Resistance to antimicrobials has spread globally over recent years and poses therapeutic challenges. Specifically, the emergence of extended-spectrum beta-lactamases, enzymes produced by Gram-negative enteric bacilli that inactivate a wide range of first-line antimicrobial agents, is of growing concern (including penicillins and first-, second- and third-generation cephalosporins). This is true especially in acute care settings.18 Extended-spectrum beta-lactamases have now spread in the community19 and reports of extended-spectrum beta-lactamases complicating gynecologic and perinatal infections begin to accumulate.20 Extended-spectrum beta-lactamases appear to be a newly emerging challenge in Bartholin gland abscesses and thus our findings have implications on the management of such patients, both in relation to the choice of broader-spectrum empirical antimicrobials as well as infection control measures to prevent the spread of resistance.

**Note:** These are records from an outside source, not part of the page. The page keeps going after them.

use std::rc::Rc;

use voxmesh_geom::Vec3;
use voxmesh_mesh_cpu::IndexWidth;
use voxmesh_render::{
    ChunkPrograms, DynamicLight, GpuDevice, HeadlessDevice, MapRenderer, NoCull, SphereCull, ViewState,
};
use voxmesh_voxel::{ChunkCoord, GameMap};

fn setup(sun_attribs: &[&str]) -> (Rc<HeadlessDevice>, Rc<dyn GpuDevice>, ChunkPrograms) {
    let dev = Rc::new(HeadlessDevice::new());
    let depth = dev.register_program(&["positionAttribute"], &["chunkPosition"]);
    let sun = dev.register_program(sun_attribs, &["chunkPosition"]);
    let dlight = dev.register_program(
        &["positionAttribute", "colorAttribute", "normalAttribute"],
        &["chunkPosition", "dynamicLightOrigin", "dynamicLightRadius", "dynamicLightColor"],
    );
    let gpu: Rc<dyn GpuDevice> = dev.clone();
    let programs = ChunkPrograms::link(gpu.as_ref(), depth, sun, dlight);
    (dev, gpu, programs)
}

const ALL_SUN: &[&str] = &[
    "positionAttribute",
    "ambientOcclusionCoordAttribute",
    "colorAttribute",
    "normalAttribute",
    "fixedPositionAttribute",
];

fn view() -> ViewState {
    ViewState {
        eye: Vec3::new(8.0, 8.0, 0.0),
        mirror: false,
    }
}

fn small_map() -> GameMap {
    let mut map = GameMap::new(32, 32, 16);
    map.set_solid(4, 4, 4, [120, 80, 40]);
    map
}

#[test]
fn chunks_rebuild_lazily_on_first_pass() {
    let (dev, gpu, programs) = setup(ALL_SUN);
    let mut map = small_map();
    let mut r = MapRenderer::new(gpu, programs, &map, false);
    assert_eq!(r.stats().chunks, 4);

    r.realize_chunks(view().eye, 1000.0);
    assert_eq!(r.stats().realized, 4);
    assert_eq!(dev.live_buffers(), 0, "nothing is built before a pass");

    let draws = r.render_sunlight_pass(&map, view(), &NoCull);
    assert_eq!(draws, 1);
    assert_eq!(dev.live_buffers(), 2);
    assert_eq!(r.stats().triangles, 12);
    assert_eq!(dev.stats().indices_drawn, 36);

    map.set_solid(5, 4, 4, [120, 80, 40]);
    r.game_map_changed(5, 4, 4);
    let s = r.stats();
    assert_eq!(s.dirty, 1);
    assert_eq!(s.triangles, 12, "edit is not meshed until the next pass");

    r.render_depth_pass(&map, view(), &NoCull);
    assert_eq!(r.stats().triangles, 20);
    assert_eq!(r.stats().dirty, 0);
    assert_eq!(dev.live_buffers(), 2, "old buffers are released on rebuild");
}

#[test]
fn edits_on_chunk_borders_dirty_neighbours() {
    let (_dev, gpu, programs) = setup(ALL_SUN);
    let map = small_map();
    let mut r = MapRenderer::new(gpu, programs, &map, false);
    // x = 15 touches chunk 1 along x; y = 0 wraps to y = 31 in chunk 1 along y.
    r.game_map_changed(15, 0, 4);
    assert_eq!(r.stats().dirty, 4);
}

#[test]
fn unrealized_chunks_release_everything() {
    let (dev, gpu, programs) = setup(ALL_SUN);
    let map = small_map();
    let mut r = MapRenderer::new(gpu, programs, &map, false);
    r.realize_chunks(view().eye, 1000.0);
    r.render_sunlight_pass(&map, view(), &NoCull);
    assert_eq!(dev.live_buffers(), 2);

    r.realize_chunks(view().eye, -1.0);
    assert_eq!(r.stats().realized, 0);
    assert_eq!(dev.live_buffers(), 0);
    assert_eq!(r.render_sunlight_pass(&map, view(), &NoCull), 0);

    r.realize_chunks(view().eye, 1000.0);
    r.render_sunlight_pass(&map, view(), &NoCull);
    drop(r);
    assert_eq!(dev.live_buffers(), 0, "dropping the renderer frees every chunk");
}

#[test]
fn empty_chunks_skip_every_pass() {
    let (dev, gpu, programs) = setup(ALL_SUN);
    let map = GameMap::new(32, 32, 16);
    let mut r = MapRenderer::new(gpu, programs, &map, false);
    r.realize_chunks(view().eye, 1000.0);
    let lights = [DynamicLight {
        position: Vec3::new(4.0, 4.0, 4.0),
        radius: 50.0,
        color: Vec3::ONE,
    }];
    assert_eq!(r.render_depth_pass(&map, view(), &NoCull), 0);
    assert_eq!(r.render_sunlight_pass(&map, view(), &NoCull), 0);
    assert_eq!(r.render_dlight_pass(&map, view(), &NoCull, &lights), 0);
    assert_eq!(dev.live_buffers(), 0);
    assert_eq!(r.stats().built, 0);
}

#[test]
fn dynamic_lights_cull_per_chunk() {
    let (dev, gpu, programs) = setup(ALL_SUN);
    let map = small_map();
    let mut r = MapRenderer::new(gpu, programs, &map, false);
    r.realize_chunks(view().eye, 1000.0);
    let near = DynamicLight {
        position: Vec3::new(6.0, 6.0, 6.0),
        radius: 4.0,
        color: Vec3::ONE,
    };
    let far = DynamicLight {
        position: Vec3::new(8.0, 8.0, 200.0),
        radius: 4.0,
        color: Vec3::ONE,
    };
    assert_eq!(r.render_dlight_pass(&map, view(), &NoCull, &[near, far, near]), 2);
    assert_eq!(r.render_dlight_pass(&map, view(), &NoCull, &[]), 0);
    assert_eq!(dev.stats().draw_calls, 2);
}

#[test]
fn frustum_rejection_skips_draw_but_still_builds() {
    let (dev, gpu, programs) = setup(ALL_SUN);
    let map = small_map();
    let mut r = MapRenderer::new(gpu, programs, &map, false);
    r.realize_chunks(view().eye, 1000.0);
    let nowhere = SphereCull {
        center: Vec3::new(0.0, 0.0, -500.0),
        radius: 1.0,
    };
    assert_eq!(r.render_sunlight_pass(&map, view(), &nowhere), 0);
    assert_eq!(dev.live_buffers(), 2);
}

#[test]
fn chunks_draw_with_16_bit_indices_and_skip_missing_attributes() {
    let (dev, gpu, programs) = setup(&["positionAttribute", "colorAttribute", "fixedPositionAttribute"]);
    assert!(programs.sunlight.attrib("normalAttribute").is_none());
    let map = small_map();
    let mut r = MapRenderer::new(gpu, programs, &map, false);
    r.realize_chunks(view().eye, 1000.0);
    assert_eq!(r.render_sunlight_pass(&map, view(), &NoCull), 1);
    assert_eq!(dev.enabled_attributes(), 0, "attributes are disabled after the pass");
    let chunk = r.chunk(ChunkCoord::new(0, 0, 0)).and_then(|c| c.buffers());
    assert_eq!(chunk.map(|b| b.index_width()), Some(IndexWidth::U16));
    assert_eq!(chunk.map(|b| b.index_buffer().len()), Some(36 * 2));
}

#[test]
fn unflagged_edit_keeps_the_old_mesh() {
    let (dev, gpu, programs) = setup(ALL_SUN);
    let mut map = small_map();
    let mut r = MapRenderer::new(gpu, programs, &map, false);
    r.realize_chunks(view().eye, 1000.0);
    r.render_sunlight_pass(&map, view(), &NoCull);
    let coord = ChunkCoord::new(0, 0, 0);
    let vertex_id = |r: &MapRenderer| r.chunk(coord).and_then(|c| c.buffers()).map(|b| b.vertex_buffer().id());
    let before = vertex_id(&r).and_then(|id| dev.buffer_contents(id));
    assert!(before.is_some());

    map.set_solid(5, 4, 4, [120, 80, 40]);
    r.render_sunlight_pass(&map, view(), &NoCull);
    assert_eq!(r.stats().triangles, 12);
    assert_eq!(vertex_id(&r).and_then(|id| dev.buffer_contents(id)), before);

    r.game_map_changed(5, 4, 4);
    r.render_sunlight_pass(&map, view(), &NoCull);
    assert_eq!(r.stats().triangles, 20);
    assert_ne!(vertex_id(&r).and_then(|id| dev.buffer_contents(id)), before);
}

#[test]
fn partial_edge_chunks_draw_each_cell_once() {
    let (_dev, gpu, programs) = setup(ALL_SUN);
    let mut map = GameMap::new(20, 16, 16);
    map.set_solid(2, 2, 2, [9, 9, 9]);
    let mut r = MapRenderer::new(Rc::clone(&gpu), programs.clone(), &map, false);
    assert_eq!(r.stats().chunks, 2);
    r.realize_chunks(view().eye, 1000.0);
    assert_eq!(r.render_sunlight_pass(&map, view(), &NoCull), 1);
    assert_eq!(r.stats().triangles, 12);
    let edge = r.chunk(ChunkCoord::new(1, 0, 0)).map(|c| c.aabb().max.x);
    assert_eq!(edge, Some(20.0));

    let shallow = GameMap::new(16, 16, 8);
    let mut r = MapRenderer::new(gpu, programs, &shallow, false);
    r.realize_chunks(view().eye, 1000.0);
    assert_eq!(r.render_sunlight_pass(&shallow, view(), &NoCull), 0);
    assert_eq!(r.stats().triangles, 0);
}

#[test]
fn edits_on_a_partial_wrapped_edge_dirty_both_sides() {
    let (_dev, gpu, programs) = setup(ALL_SUN);
    let mut map = GameMap::new(20, 16, 16);
    let mut r = MapRenderer::new(gpu, programs, &map, false);
    r.realize_chunks(view().eye, 1000.0);
    r.render_sunlight_pass(&map, view(), &NoCull);
    assert_eq!(r.stats().dirty, 0);

    map.set_solid(19, 5, 5, [9, 9, 9]);
    map.set_solid(0, 5, 5, [9, 9, 9]);
    r.game_map_changed(19, 5, 5);
    let dirty: Vec<ChunkCoord> = r.chunks().filter(|c| c.is_dirty()).map(|c| c.coord()).collect();
    assert_eq!(dirty.len(), 2);

    r.game_map_changed(0, 5, 5);
    r.render_sunlight_pass(&map, view(), &NoCull);
    // Two cells joined across the wrap: 10 faces.
    assert_eq!(r.stats().triangles, 20);
}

Our study offers several strengths; our data included a relatively large sample size that has a major effect on current published data regarding the diagnosis and management of Bartholin gland abscess given the limited existing literature. In addition, analysis of microbiological results was augmented by studying clinical parameters such as fever and leukocytosis. Finally, data in this study are based on physician-generated reports during the primary diagnosis and treatment of patients, which makes the potential for recall and selection bias less likely. A potential limitation of the study is the relatively high rate of negative cultures and the lack of appropriate testing for STIs. In our study, only 61.8% of cases had positive cultures and this may have resulted in differential misclassification. However, this culture positivity rate is in agreement with other published data. In a study by Bhide et al,1 33 of 45 cultured cases (73.3%) were positive. In a previous study by Bleker et al,12 less than half of the cases had positive cultures. Another limitation of the study is the use of swabs for microbial culture, which could have led to underestimation of anaerobic bacteria. These limitations should be addressed in future research.
In conclusion, Bartholin gland abscess is a relatively common gynecologic problem. High rates of positive cultures were found with the most common pathogen being E coli. Our microbiological findings and their clinical correlates demonstrated in this study are of major importance when performing a primary diagnosis and providing treatment to patients with Bartholin gland abscess. Empirical antimicrobial treatment during the primary diagnosis may be applicable for several patient subgroups and should be based on microbiological data. Based on our results, amoxicillin–clavulanate may be an appropriate empirical choice. Empirical regimens should be periodically reviewed as a result of the possible emergence of antimicrobial resistant strains such as those producing extended-spectrum beta-lactamases.